Regulators in the European Union imposed $126 million worth of fines to businesses across the EU (and wider), for breaching General Data Protection Regulation (GDPR) last year.
This is according to the latest figures by DLA Piper, which says that the fines were not imposed just for data breaches, but for a “wide range of GDPR infringements”.
In total, most infringements occurred in the Netherlands (40,647), Germany (37,636) and the UK (22,181). The Netherlands have also had the highest number of breaches per capita (147.2 breaches per 100,000 people). Ireland and Denmark came in second and third.
Highest fines, in total, happened in France, Germany and Austria with $56.5m, $27.2m and $20 million, respectively, with the UK ranked at number 11.
The report also says that the number of reported breaches grew by roughly 12 per cent – daily. In the first few months of GDPR (from May 2018 to January 2019), there had been 247 reports daily. After January 2019, businesses had reported 278 breaches every day.

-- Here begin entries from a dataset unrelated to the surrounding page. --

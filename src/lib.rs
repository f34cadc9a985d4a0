//! gen-forge: generation job orchestrator.
//!
//! This library launches an external generation engine on a prompt, bounds
//! its execution time, and returns either the text it prints or the artifact
//! file it produces.

pub mod cli;
pub mod error;
pub mod job;
pub mod metrics;

// Re-export commonly used types
pub use error::{ConfigError, MetricsError, WorkspaceError};
pub use job::{GenerationRequest, JobConfig, JobOrchestrator, Mode, Outcome};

The highest GDPR fine was still the $55.4m one that the French CNIL imposed on Google.
"GDPR has driven the issue of data breach well and truly into the open,” commented Ross McKean, a partner at DLA Piper specialising in cyber and data protection.
“The rate of breach notification has increased by over 12 per cent compared to last year’s report and regulators have been busy road-testing their new powers to sanction and fine organisations."
"The total amount of fines of €114 million imposed to date is relatively low compared to the potential maximum fines that can be imposed under GDPR, indicating that we are still in the early days of enforcement. We expect to see momentum build with more multi-million Euro fines being imposed over the coming year as regulators ramp up their enforcement activity.”